We are subject to the risks typically related to the development of new drug
product candidates, and we may encounter unforeseen expenses, difficulties,
complications, delays and other unknown factors that may adversely affect our
business. Despite our implementation of a new development plan for STS101, such
plan may change, which could significantly change the costs and timing
associated with its development of STS101 and our operations. Furthermore, our
operating plans may change in the future, and we will continue to require
additional capital to meet operational needs and capital requirements associated
with such operating plans. If we raise additional funds by issuing equity
securities, our stockholders may experience dilution.
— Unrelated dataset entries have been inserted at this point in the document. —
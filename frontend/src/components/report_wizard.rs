//! 上报向导
//!
//! 状态全部放在核心的 [`ReportWizard`] 里，组件只负责渲染和转发事件。
//! 前进不做校验，缺失项在各步骤内提示，最终由确认步骤的提交统一拦截。

mod description_section;
mod details_form;
mod location_section;
mod review_section;

use crate::api::use_api;
use crate::components::toast::use_toast;
use civicsync::wizard::{DraftField, ReportWizard, WizardStep, submitted_notice};
use leptos::prelude::*;
use leptos::task::spawn_local;

use description_section::DescriptionSection;
use details_form::DetailsForm;
use location_section::LocationSection;
use review_section::ReviewSection;

/// 当前步骤尚未填写的必填项
#[component]
fn StepWarnings(wizard: RwSignal<ReportWizard>, step: WizardStep) -> impl IntoView {
    let missing = Memo::new(move |_| wizard.with(|w| w.step_warnings(step)));

    move || {
        let fields = missing.get();
        (!fields.is_empty()).then(|| {
            view! {
                <div role="alert" class="alert alert-warning text-sm py-2">
                    <span>{format!("Still needed: {}", DraftField::join_labels(&fields))}</span>
                </div>
            }
        })
    }
}

#[component]
pub fn ReportWizardPage() -> impl IntoView {
    let api = use_api();
    let toast = use_toast();
    let wizard = RwSignal::new(ReportWizard::new());

    let step = Memo::new(move |_| wizard.with(|w| w.step()));
    let submitting = Memo::new(move |_| wizard.with(|w| w.is_submitting()));

    let on_submit = move |_| {
        let form = match wizard.try_update(|w| w.begin_submission()) {
            Some(Ok(form)) => form,
            Some(Err(err)) => {
                toast.push(err.notice());
                return;
            }
            None => return,
        };
        let gateway = api.gateway();
        spawn_local(async move {
            let result = gateway.submit_report(form).await;
            // 页面可能已离开，信号被释放时结果直接丢弃
            let Some(outcome) = wizard.try_update(|w| w.finish_submission(result)) else {
                return;
            };
            match outcome {
                Ok(report) => toast.push(submitted_notice(&report)),
                Err(err) => toast.push(err.notice()),
            }
        });
    };

    let step_body = move || match step.get().number() {
        1 => view! { <DetailsForm wizard=wizard /> }.into_any(),
        2 => view! { <LocationSection wizard=wizard /> }.into_any(),
        3 => view! { <DescriptionSection wizard=wizard /> }.into_any(),
        _ => view! { <ReviewSection wizard=wizard /> }.into_any(),
    };

    view! {
        <div class="max-w-2xl mx-auto space-y-6">
            <h1 class="text-3xl font-bold">"Report an Issue"</h1>

            <ul class="steps w-full">
                {WizardStep::ALL
                    .into_iter()
                    .map(|s| {
                        view! {
                            <li class=move || {
                                if s <= step.get() { "step step-primary" } else { "step" }
                            }>{s.title()}</li>
                        }
                    })
                    .collect_view()}
            </ul>

            <div class="card bg-base-100 shadow-xl">
                <div class="card-body space-y-4">
                    <h2 class="card-title">
                        {move || format!("Step {}: {}", step.get().number(), step.get().title())}
                    </h2>
                    {move || {
                        let current = step.get();
                        view! { <StepWarnings wizard=wizard step=current /> }
                    }}
                    {step_body}

                    <div class="card-actions justify-between pt-4">
                        <button
                            type="button"
                            class="btn btn-ghost"
                            disabled=move || step.get().is_first() || submitting.get()
                            on:click=move |_| wizard.update(|w| w.previous())
                        >
                            "Back"
                        </button>
                        <Show
                            when=move || step.get().is_review()
                            fallback=move || view! {
                                <button
                                    type="button"
                                    class="btn btn-primary"
                                    on:click=move |_| wizard.update(|w| w.next())
                                >
                                    "Next"
                                </button>
                            }
                        >
                            <button
                                type="button"
                                class="btn btn-primary"
                                disabled=move || submitting.get()
                                on:click=on_submit
                            >
                                <Show when=move || submitting.get()>
                                    <span class="loading loading-spinner"></span>
                                </Show>
                                {move || if submitting.get() { "Submitting..." } else { "Submit Report" }}
                            </button>
                        </Show>
                    </div>
                </div>
            </div>
        </div>
    }
}
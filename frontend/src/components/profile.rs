use crate::auth::use_auth;
use leptos::prelude::*;

#[component]
pub fn ProfilePage() -> impl IntoView {
    let auth = use_auth();

    move || {
        auth.user().map(|user| {
            let initial = user
                .email
                .chars()
                .next()
                .map(|c| c.to_ascii_uppercase())
                .unwrap_or('?');
            view! {
                <div class="card bg-base-100 shadow-xl max-w-lg mx-auto">
                    <div class="card-body items-center text-center">
                        <div class="avatar placeholder">
                            <div class="bg-primary text-primary-content rounded-full w-20">
                                <span class="text-3xl">{initial.to_string()}</span>
                            </div>
                        </div>
                        <h2 class="card-title text-2xl">{user.role.profile_title()}</h2>
                        <div class="w-full text-left space-y-2 mt-4">
                            <div class="flex justify-between">
                                <span class="text-base-content/60">"Email"</span>
                                <span>{user.email.clone()}</span>
                            </div>
                            <div class="flex justify-between">
                                <span class="text-base-content/60">"Phone"</span>
                                <span>{user.phone.clone().unwrap_or_else(|| "Not provided".to_string())}</span>
                            </div>
                            <div class="flex justify-between">
                                <span class="text-base-content/60">"Role"</span>
                                <span class="badge badge-primary">{user.role.label()}</span>
                            </div>
                        </div>
                    </div>
                </div>
            }
        })
    }
}
//! 第一步：标题、分类与严重程度

use civicsync::wizard::{ReportWizard, Severity};
use civicsync_shared::REPORT_CATEGORIES;
use leptos::prelude::*;

#[component]
pub fn DetailsForm(wizard: RwSignal<ReportWizard>) -> impl IntoView {
    let severity = Memo::new(move |_| wizard.with(|w| w.draft().severity));

    view! {
        <div class="form-control">
            <label for="title" class="label">
                <span class="label-text">"Issue title"</span>
            </label>
            <input id="title"
                type="text"
                placeholder="Pothole on Main Street"
                class="input input-bordered w-full"
                prop:value=move || wizard.with(|w| w.draft().title.clone())
                on:input=move |ev| {
                    let value = event_target_value(&ev);
                    wizard.update(|w| w.draft_mut().title = value);
                }
            />
        </div>

        <div class="form-control">
            <label for="category" class="label">
                <span class="label-text">"Category"</span>
            </label>
            <select id="category"
                class="select select-bordered w-full"
                prop:value=move || wizard.with(|w| w.draft().category.clone())
                on:change=move |ev| {
                    let value = event_target_value(&ev);
                    wizard.update(|w| w.draft_mut().category = value);
                }
            >
                <option value="" disabled>"Select a category"</option>
                {REPORT_CATEGORIES
                    .into_iter()
                    .map(|c| view! { <option value=c>{c}</option> })
                    .collect_view()}
            </select>
        </div>

        <div class="form-control">
            <label for="severity" class="label">
                <span class="label-text">"Severity"</span>
                <span class="label-text-alt">
                    {move || format!("{} ({})", severity.get().value(), severity.get().label())}
                </span>
            </label>
            <input id="severity"
                type="range"
                min=Severity::MIN.to_string()
                max=Severity::MAX.to_string()
                step="1"
                class="range range-primary"
                prop:value=move || severity.get().value().to_string()
                on:input=move |ev| {
                    let value = event_target_value(&ev).parse().unwrap_or_default();
                    wizard.update(|w| w.draft_mut().severity = Severity::new(value));
                }
            />
        </div>
    }
}
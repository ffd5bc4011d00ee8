//! 认证模块
//!
//! 把核心层的 [`AuthResolver`] 接入 Leptos：阶段保存在信号中，
//! 每次操作时用浏览器存储重建解析器，执行后写回信号。
//! 路由服务通过注入的状态信号读取认证结果。

use crate::api::ApiContext;
use crate::web::BrowserStorage;
use civicsync::{AuthPhase, AuthResolver, AuthState, SessionStore, StorageError};
use civicsync_shared::{AuthResponse, UserProfile};
use leptos::prelude::*;
use leptos::task::spawn_local;

/// 认证上下文，应用启动时创建，生命周期与应用相同
#[derive(Clone, Copy)]
pub struct AuthContext {
    phase: RwSignal<AuthPhase>,
}

impl AuthContext {
    fn new() -> Self {
        Self {
            phase: RwSignal::new(AuthPhase::Initializing),
        }
    }

    fn resolver(&self) -> AuthResolver<BrowserStorage> {
        AuthResolver::resume(
            SessionStore::new(BrowserStorage),
            self.phase.get_untracked(),
        )
    }

    /// 派生状态信号（注入路由服务）
    pub fn state(&self) -> Signal<AuthState> {
        let phase = self.phase;
        Signal::derive(move || phase.with(AuthPhase::snapshot))
    }

    pub fn user(&self) -> Option<UserProfile> {
        self.phase.with(|p| p.user().cloned())
    }

    /// 登录 / 注册成功后写入凭据并进入已认证状态
    pub fn login(&self, auth: AuthResponse) -> Result<(), StorageError> {
        let mut resolver = self.resolver();
        let result = resolver.login(&auth.token, auth.user);
        self.phase.set(resolver.into_phase());
        result
    }

    /// 纯本地登出；页面跳转交给路由守卫
    pub fn logout(&self) {
        let mut resolver = self.resolver();
        resolver.logout();
        self.phase.set(resolver.into_phase());
    }
}

/// 创建认证上下文并启动一次性的凭据校验
pub fn provide_auth(api: ApiContext) -> AuthContext {
    let ctx = AuthContext::new();
    provide_context(ctx);

    spawn_local(async move {
        let mut resolver = AuthResolver::new(SessionStore::new(BrowserStorage));
        resolver.resolve_startup(&api.gateway()).await;
        ctx.phase.set(resolver.into_phase());
    });

    ctx
}

/// 从 Context 获取认证上下文
pub fn use_auth() -> AuthContext {
    use_context::<AuthContext>()
        .expect("AuthContext not found in context. use_auth() must be called inside <App/>.")
}
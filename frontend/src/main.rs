use leptos::prelude::*;
use civicsync_frontend::App;

// 使用 lol_alloc 作为全局分配器，减小 WASM 体积
#[cfg(target_arch = "wasm32")]
use lol_alloc::{AssumeSingleThreaded, FreeListAllocator};

#[cfg(target_arch = "wasm32")]
#[global_allocator]
static ALLOCATOR: AssumeSingleThreaded<FreeListAllocator> =
    unsafe { AssumeSingleThreaded::new(FreeListAllocator::new()) };

pub fn main() {
    console_error_panic_hook::set_once();
    mount_to_body(App);
}
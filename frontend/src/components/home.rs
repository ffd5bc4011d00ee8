use crate::auth::use_auth;
use crate::web::router::Link;
use civicsync_shared::Role;
use civicsync_shared::route::AppRoute;
use leptos::prelude::*;

#[component]
pub fn HomePage() -> impl IntoView {
    let auth = use_auth();

    // 主按钮随角色变化
    let primary_action = move || match auth.user().map(|u| u.role) {
        None => (AppRoute::Login, "Get Started"),
        Some(Role::Citizen) => (AppRoute::Report, "Report an Issue"),
        Some(Role::Admin) => (AppRoute::Admin, "Open Dashboard"),
    };

    view! {
        <div class="hero min-h-[60vh] bg-base-100 rounded-box shadow-xl">
            <div class="hero-content text-center">
                <div class="max-w-xl space-y-6">
                    <h1 class="text-5xl font-bold">"CivicSync"</h1>
                    <p class="text-lg text-base-content/70">
                        "Spot a pothole, a broken streetlight or overflowing bins? "
                        "Report it in under a minute and follow it until it is fixed."
                    </p>
                    {move || {
                        let (route, label) = primary_action();
                        view! { <Link to=route class="btn btn-primary btn-lg">{label}</Link> }
                    }}
                </div>
            </div>
        </div>
        <div class="grid md:grid-cols-3 gap-4 mt-8">
            <div class="card bg-base-100 shadow">
                <div class="card-body">
                    <h3 class="card-title">"1. Report"</h3>
                    <p>"Describe the problem, add a photo and pin the location."</p>
                </div>
            </div>
            <div class="card bg-base-100 shadow">
                <div class="card-body">
                    <h3 class="card-title">"2. Track"</h3>
                    <p>"Watch your report move from pending to resolved."</p>
                </div>
            </div>
            <div class="card bg-base-100 shadow">
                <div class="card-body">
                    <h3 class="card-title">"3. Resolve"</h3>
                    <p>"City staff prioritise and fix issues across the map."</p>
                </div>
            </div>
        </div>
    }
}
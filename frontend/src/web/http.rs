//! HTTP 客户端适配
//!
//! 用 `gloo-net` 实现核心层的 [`HttpClient`] trait。
//! multipart 表单转换为浏览器原生的 `FormData`，边界由浏览器生成。

use civicsync::request::{HttpClient, HttpMethod, HttpRequest, HttpResponse, MultipartForm, RequestBody};
use civicsync::ApiError;
use gloo_net::http::{Request, RequestBuilder};
use wasm_bindgen::JsValue;
use web_sys::{Blob, BlobPropertyBag, FormData};

#[derive(Clone, Copy, Default)]
pub struct GlooHttpClient;

fn builder(method: HttpMethod, url: &str) -> RequestBuilder {
    match method {
        HttpMethod::Get => Request::get(url),
        HttpMethod::Post => Request::post(url),
        HttpMethod::Put => Request::put(url),
        HttpMethod::Delete => Request::delete(url),
    }
}

fn js_error(context: &str, err: JsValue) -> ApiError {
    ApiError::Encode(format!("{context}: {err:?}"))
}

fn to_form_data(form: &MultipartForm) -> Result<FormData, ApiError> {
    let data = FormData::new().map_err(|e| js_error("FormData", e))?;
    for (name, value) in form.fields() {
        data.append_with_str(name, value)
            .map_err(|e| js_error("append field", e))?;
    }

    if let Some(file) = form.file_part() {
        let bytes = js_sys::Uint8Array::from(file.bytes.as_slice());
        let parts = js_sys::Array::of1(&bytes);
        let options = BlobPropertyBag::new();
        options.set_type(&file.mime_type);
        let blob = Blob::new_with_u8_array_sequence_and_options(&parts, &options)
            .map_err(|e| js_error("Blob", e))?;
        data.append_with_blob_and_filename(&file.field, &blob, &file.file_name)
            .map_err(|e| js_error("append file", e))?;
    }
    Ok(data)
}

#[async_trait::async_trait(?Send)]
impl HttpClient for GlooHttpClient {
    async fn send(&self, req: HttpRequest) -> Result<HttpResponse, ApiError> {
        let mut request = builder(req.method, &req.url);
        for (k, v) in &req.headers {
            request = request.header(k, v);
        }

        let request = match &req.body {
            Some(RequestBody::Json(body)) => request.body(body.as_str()),
            Some(RequestBody::Multipart(form)) => request.body(to_form_data(form)?),
            None => request.build(),
        }
        .map_err(|e| ApiError::Encode(e.to_string()))?;

        let response = request
            .send()
            .await
            .map_err(|e| ApiError::Network(e.to_string()))?;

        let status = response.status();
        let body = response
            .text()
            .await
            .map_err(|e| ApiError::Network(e.to_string()))?;

        Ok(HttpResponse { status, body })
    }
}
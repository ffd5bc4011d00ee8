use crate::api::use_api;
use crate::components::common::{EmptyPanel, ErrorPanel, LoadState, ReportCard, Spinner};
use crate::web::router::Link;
use civicsync::analytics::ReportFilter;
use civicsync_shared::route::AppRoute;
use civicsync_shared::{Report, ReportStatus};
use leptos::prelude::*;
use leptos::task::spawn_local;

#[component]
pub fn MyIssuesPage() -> impl IntoView {
    let api = use_api();
    let reports = RwSignal::new(LoadState::<Vec<Report>>::Loading);
    let (tab, set_tab) = signal(Option::<ReportStatus>::None);

    let load = move || {
        reports.set(LoadState::Loading);
        let gateway = api.gateway();
        spawn_local(async move {
            let result = gateway.my_reports().await;
            reports.set(LoadState::from_result(result));
        });
    };
    load();

    let tabs = std::iter::once(None).chain(ReportStatus::ALL.into_iter().map(Some));

    view! {
        <div class="space-y-6">
            <div class="flex items-center justify-between">
                <h1 class="text-3xl font-bold">"My Issues"</h1>
                <Link to=AppRoute::Report class="btn btn-primary">"Report New Issue"</Link>
            </div>
            <div role="tablist" class="tabs tabs-boxed">
                {tabs
                    .map(|status| {
                        let label = status.map(|s| s.label()).unwrap_or("All");
                        view! {
                            <a
                                role="tab"
                                class=move || if tab.get() == status { "tab tab-active" } else { "tab" }
                                on:click=move |_| set_tab.set(status)
                            >
                                {label}
                            </a>
                        }
                    })
                    .collect_view()}
            </div>
            {move || match reports.get() {
                LoadState::Loading => view! { <Spinner /> }.into_any(),
                LoadState::Failed(message) => {
                    view! { <ErrorPanel message=message on_retry=move |_| load() /> }.into_any()
                }
                LoadState::Ready(list) => {
                    let visible: Vec<Report> = ReportFilter::by_status(tab.get())
                        .apply(&list)
                        .into_iter()
                        .cloned()
                        .collect();
                    if visible.is_empty() {
                        view! { <EmptyPanel message="No issues to show here yet." /> }.into_any()
                    } else {
                        view! {
                            <div class="grid md:grid-cols-2 gap-4">
                                {visible
                                    .into_iter()
                                    .map(|report| view! { <ReportCard report=report show_progress=true /> })
                                    .collect_view()}
                            </div>
                        }
                        .into_any()
                    }
                }
            }}
        </div>
    }
}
Any debt financing into
which we enter may impose upon us covenants that restrict our operations,
including limitations on our ability to incur liens or additional debt, pay
dividends, repurchase our common stock, make certain investments or engage in
certain merger, consolidation or asset sale transactions. For example, the Loan
Agreement contained many of these restrictions. Any debt financing or additional
equity that we raise may contain terms that are not favorable to us or our
stockholders. If we are unable to raise additional funds when needed, we may be
required to delay, reduce, or terminate our development program and clinical
trials. We may also be required to sell or license to others rights to STS101 in
certain territories or indications that we would prefer to develop and
commercialize ourselves. Adequate additional funding may not be available to us
on acceptable terms or at all. See "Risk Factors" for additional risks
associated with our substantial capital requirements.